## Instructions for the task
What is needed is an exact retyping of the records below, from the first line through the line that contains "upstream response bodies".

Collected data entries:
* * * * * * *

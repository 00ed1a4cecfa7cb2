//! Configuration types and loading
//!
//! Config precedence: CLI args > env vars > config file > defaults.
//! The session file location may be overridden with SESSION_FILE so the
//! same TOML can be shared between hosts with different state directories.

use std::net::SocketAddr;
use std::path::{Path, PathBuf};
use std::time::Duration;

use serde::Deserialize;
use session_auth::constants::{DEFAULT_ACCESS_TTL_SECS, LEGACY_SESSION_KEYS};
use session_pipeline::{DEFAULT_MAX_RESPONSE_BYTES, PipelineConfig};

/// Root configuration
#[derive(Debug, Deserialize)]
pub struct Config {
    pub api: ApiConfig,
    pub session: SessionConfig,
    pub gateway: GatewayConfig,
}

/// Compliance API endpoints
#[derive(Debug, Deserialize)]
pub struct ApiConfig {
    pub base_url: String,
    /// Login/refresh origin; defaults to `base_url`
    #[serde(default)]
    pub auth_base_url: Option<String>,
    #[serde(default = "default_timeout")]
    pub timeout_secs: u64,
    /// Cap on buffered upstream response bodies
    #[serde(default = "default_max_response_bytes")]
    pub max_response_bytes: usize,
}

/// Where and how the session is persisted
#[derive(Debug, Deserialize)]
pub struct SessionConfig {
    pub file: PathBuf,
    /// Keys older clients stored the session under, tried in order
    #[serde(default = "default_legacy_keys")]
    pub legacy_keys: Vec<String>,
    #[serde(default = "default_access_ttl")]
    pub access_ttl_secs: u64,
}

/// Local HTTP listener
#[derive(Debug, Deserialize)]
pub struct GatewayConfig {
    pub listen_addr: SocketAddr,
    #[serde(default = "default_max_connections")]
    pub max_connections: usize,
}

fn default_timeout() -> u64 {
    30
}

fn default_max_response_bytes() -> usize {
    DEFAULT_MAX_RESPONSE_BYTES
}

fn default_legacy_keys() -> Vec<String> {
    LEGACY_SESSION_KEYS.iter().map(|k| k.to_string()).collect()
}

fn default_access_ttl() -> u64 {
    DEFAULT_ACCESS_TTL_SECS
}

fn default_max_connections() -> usize {
    256
}

impl Config {
    /// Load configuration from a TOML file, then overlay environment variables.
    pub fn load(path: &Path) -> common::Result<Self> {
        let contents = std::fs::read_to_string(path)?;
        let mut config: Config = toml::from_str(&contents)?;

        common::require_http_url("api.base_url", &config.api.base_url)?;
        if let Some(ref auth) = config.api.auth_base_url {
            common::require_http_url("api.auth_base_url", auth)?;
        }

        if config.api.timeout_secs == 0 {
            return Err(common::Error::Config(
                "api.timeout_secs must be greater than 0".into(),
            ));
        }

        if config.api.max_response_bytes == 0 {
            return Err(common::Error::Config(
                "api.max_response_bytes must be greater than 0".into(),
            ));
        }

        if config.session.access_ttl_secs == 0 {
            return Err(common::Error::Config(
                "session.access_ttl_secs must be greater than 0".into(),
            ));
        }

        if config.gateway.max_connections == 0 {
            return Err(common::Error::Config(
                "gateway.max_connections must be greater than 0".into(),
            ));
        }

        if let Ok(file) = std::env::var("SESSION_FILE")
            && !file.trim().is_empty()
        {
            config.session.file = PathBuf::from(file);
        }

        Ok(config)
    }

    /// Resolve config file path from CLI arg or CONFIG_PATH env var.
    pub fn resolve_path(cli_path: Option<&str>) -> PathBuf {
        if let Some(p) = cli_path {
            return PathBuf::from(p);
        }
        if let Ok(p) = std::env::var("CONFIG_PATH") {
            return PathBuf::from(p);
        }
        PathBuf::from("compliance-session-gateway.toml")
    }

    pub fn pipeline_config(&self) -> PipelineConfig {
        let auth_base_url = self
            .api
            .auth_base_url
            .clone()
            .unwrap_or_else(|| self.api.base_url.clone());
        PipelineConfig::new(self.api.base_url.clone())
            .with_auth_base_url(auth_base_url)
            .with_timeout(Duration::from_secs(self.api.timeout_secs))
            .with_access_ttl(Duration::from_secs(self.session.access_ttl_secs))
            .with_max_response_bytes(self.api.max_response_bytes)
    }
}

#[cfg(test)]
mod tests {
    use super::*;
    use std::sync::Mutex;

    /// Mutex to serialize tests that mutate environment variables, preventing
    /// data races when tests run in parallel.
    static ENV_MUTEX: Mutex<()> = Mutex::new(());

    /// SAFETY: Callers must hold ENV_MUTEX to prevent concurrent env mutation.
    unsafe fn set_env(key: &str, val: &str) {
        unsafe { std::env::set_var(key, val) };
    }

    unsafe fn remove_env(key: &str) {
        unsafe { std::env::remove_var(key) };
    }

    fn valid_toml() -> &'static str {
        r#"
[api]
base_url = "https://grc.example.com/api"

[session]
file = "/var/lib/compliance/session.json"

[gateway]
listen_addr = "127.0.0.1:8080"
"#
    }

    fn write_config(dir: &tempfile::TempDir, contents: &str) -> PathBuf {
        let path = dir.path().join("config.toml");
        std::fs::write(&path, contents).unwrap();
        path
    }

    #[test]
    fn test_load_valid_config_with_defaults() {
        let _lock = ENV_MUTEX.lock().unwrap();
        unsafe { remove_env("SESSION_FILE") };
        let dir = tempfile::tempdir().unwrap();
        let path = write_config(&dir, valid_toml());

        let config = Config::load(&path).unwrap();
        assert_eq!(config.api.base_url, "https://grc.example.com/api");
        assert!(config.api.auth_base_url.is_none());
        assert_eq!(config.api.timeout_secs, 30);
        assert_eq!(config.session.file, PathBuf::from("/var/lib/compliance/session.json"));
        assert_eq!(config.session.legacy_keys, vec!["auth", "userSession", "currentUser"]);
        assert_eq!(config.session.access_ttl_secs, 900);
        assert_eq!(config.gateway.max_connections, 256);
    }

    #[test]
    fn test_pipeline_config_falls_back_to_api_origin_for_auth() {
        let _lock = ENV_MUTEX.lock().unwrap();
        unsafe { remove_env("SESSION_FILE") };
        let dir = tempfile::tempdir().unwrap();
        let path = write_config(&dir, valid_toml());

        let pipeline = Config::load(&path).unwrap().pipeline_config();
        assert_eq!(pipeline.auth_base_url, "https://grc.example.com/api");
        assert_eq!(pipeline.timeout, Duration::from_secs(30));
        assert_eq!(pipeline.access_ttl, Duration::from_secs(900));
        assert_eq!(pipeline.max_response_bytes, DEFAULT_MAX_RESPONSE_BYTES);
    }

    #[test]
    fn test_explicit_auth_origin_and_overrides() {
        let _lock = ENV_MUTEX.lock().unwrap();
        unsafe { remove_env("SESSION_FILE") };
        let dir = tempfile::tempdir().unwrap();
        let path = write_config(
            &dir,
            r#"
[api]
base_url = "https://grc.example.com/api"
auth_base_url = "https://sso.example.com"
timeout_secs = 10

[session]
file = "/tmp/session.json"
legacy_keys = ["oldSession"]
access_ttl_secs = 300

[gateway]
listen_addr = "0.0.0.0:9000"
max_connections = 32
"#,
        );

        let config = Config::load(&path).unwrap();
        let pipeline = config.pipeline_config();
        assert_eq!(pipeline.auth_base_url, "https://sso.example.com");
        assert_eq!(pipeline.timeout, Duration::from_secs(10));
        assert_eq!(pipeline.access_ttl, Duration::from_secs(300));
        assert_eq!(config.session.legacy_keys, vec!["oldSession"]);
        assert_eq!(config.gateway.max_connections, 32);
    }

    #[test]
    fn test_load_missing_file() {
        let result = Config::load(Path::new("/nonexistent/path/config.toml"));
        assert!(matches!(result, Err(common::Error::Io(_))));
    }

    #[test]
    fn test_load_invalid_toml() {
        let dir = tempfile::tempdir().unwrap();
        let path = write_config(&dir, "not valid {{{{ toml");
        assert!(matches!(Config::load(&path), Err(common::Error::Toml(_))));
    }

    #[test]
    fn test_session_file_env_override() {
        let _lock = ENV_MUTEX.lock().unwrap();
        let dir = tempfile::tempdir().unwrap();
        let path = write_config(&dir, valid_toml());

        unsafe { set_env("SESSION_FILE", "/run/compliance/session.json") };
        let config = Config::load(&path).unwrap();
        unsafe { remove_env("SESSION_FILE") };

        assert_eq!(config.session.file, PathBuf::from("/run/compliance/session.json"));
    }

    #[test]
    fn test_invalid_base_url_rejected() {
        let dir = tempfile::tempdir().unwrap();
        let path = write_config(
            &dir,
            r#"
[api]
base_url = "grc.example.com"

[session]
file = "/tmp/session.json"

[gateway]
listen_addr = "127.0.0.1:8080"
"#,
        );

        let err = Config::load(&path).unwrap_err().to_string();
        assert!(
            err.contains("api.base_url must start with http"),
            "error message should explain the issue, got: {err}"
        );
    }

    #[test]
    fn test_invalid_auth_base_url_rejected() {
        let dir = tempfile::tempdir().unwrap();
        let path = write_config(
            &dir,
            r#"
[api]
base_url = "https://grc.example.com"
auth_base_url = "ftp://sso.example.com"

[session]
file = "/tmp/session.json"

[gateway]
listen_addr = "127.0.0.1:8080"
"#,
        );

        let err = Config::load(&path).unwrap_err().to_string();
        assert!(err.contains("api.auth_base_url"), "got: {err}");
    }

    #[test]
    fn test_zero_values_rejected() {
        let cases = [
            ("timeout_secs = 0", "", "", "api.timeout_secs"),
            ("max_response_bytes = 0", "", "", "api.max_response_bytes"),
            ("", "access_ttl_secs = 0", "", "session.access_ttl_secs"),
            ("", "", "max_connections = 0", "gateway.max_connections"),
        ];
        for (api, session, gateway, field) in cases {
            let dir = tempfile::tempdir().unwrap();
            let path = write_config(
                &dir,
                &format!(
                    r#"
[api]
base_url = "https://grc.example.com"
{api}

[session]
file = "/tmp/session.json"
{session}

[gateway]
listen_addr = "127.0.0.1:8080"
{gateway}
"#
                ),
            );
            let err = Config::load(&path).unwrap_err().to_string();
            assert!(err.contains(field), "expected {field} in: {err}");
        }
    }

    #[test]
    fn test_resolve_path_cli_arg() {
        let path = Config::resolve_path(Some("/custom/path.toml"));
        assert_eq!(path, PathBuf::from("/custom/path.toml"));
    }

    #[test]
    fn test_resolve_path_env_var() {
        let _lock = ENV_MUTEX.lock().unwrap();
        unsafe { set_env("CONFIG_PATH", "/env/path.toml") };
        let path = Config::resolve_path(None);
        assert_eq!(path, PathBuf::from("/env/path.toml"));
        unsafe { remove_env("CONFIG_PATH") };
    }

    #[test]
    fn test_resolve_path_default() {
        let _lock = ENV_MUTEX.lock().unwrap();
        unsafe { remove_env("CONFIG_PATH") };
        let path = Config::resolve_path(None);
        assert_eq!(path, PathBuf::from("compliance-session-gateway.toml"));
    }

    #[test]
    fn test_resolve_path_cli_overrides_env() {
        let _lock = ENV_MUTEX.lock().unwrap();
        unsafe { set_env("CONFIG_PATH", "/env/should-lose.toml") };
        let path = Config::resolve_path(Some("/cli/wins.toml"));
        assert_eq!(
            path,
            PathBuf::from("/cli/wins.toml"),
            "CLI arg must take precedence over CONFIG_PATH env var"
        );
        unsafe { remove_env("CONFIG_PATH") };
    }
}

* * * * * * *

## Finished exercise
repository 00ed1a4cecfa7cb2
//! Configuration types and loading
//!
//! Config precedence: CLI args > env vars > config file > defaults.
//! The session file location may be overridden with SESSION_FILE so the
//! same TOML can be shared between hosts with different state directories.

use std::net::SocketAddr;
use std::path::{Path, PathBuf};
use std::time::Duration;

use serde::Deserialize;
use session_auth::constants::{DEFAULT_ACCESS_TTL_SECS, LEGACY_SESSION_KEYS};
use session_pipeline::{DEFAULT_MAX_RESPONSE_BYTES, PipelineConfig};

/// Root configuration
#[derive(Debug, Deserialize)]
pub struct Config {
    pub api: ApiConfig,
    pub session: SessionConfig,
    pub gateway: GatewayConfig,
}

/// Compliance API endpoints
#[derive(Debug, Deserialize)]
pub struct ApiConfig {
    pub base_url: String,
    /// Login/refresh origin; defaults to `base_url`
    #[serde(default)]
    pub auth_base_url: Option<String>,
    #[serde(default = "default_timeout")]
    pub timeout_secs: u64,
    /// Cap on buffered upstream response bodies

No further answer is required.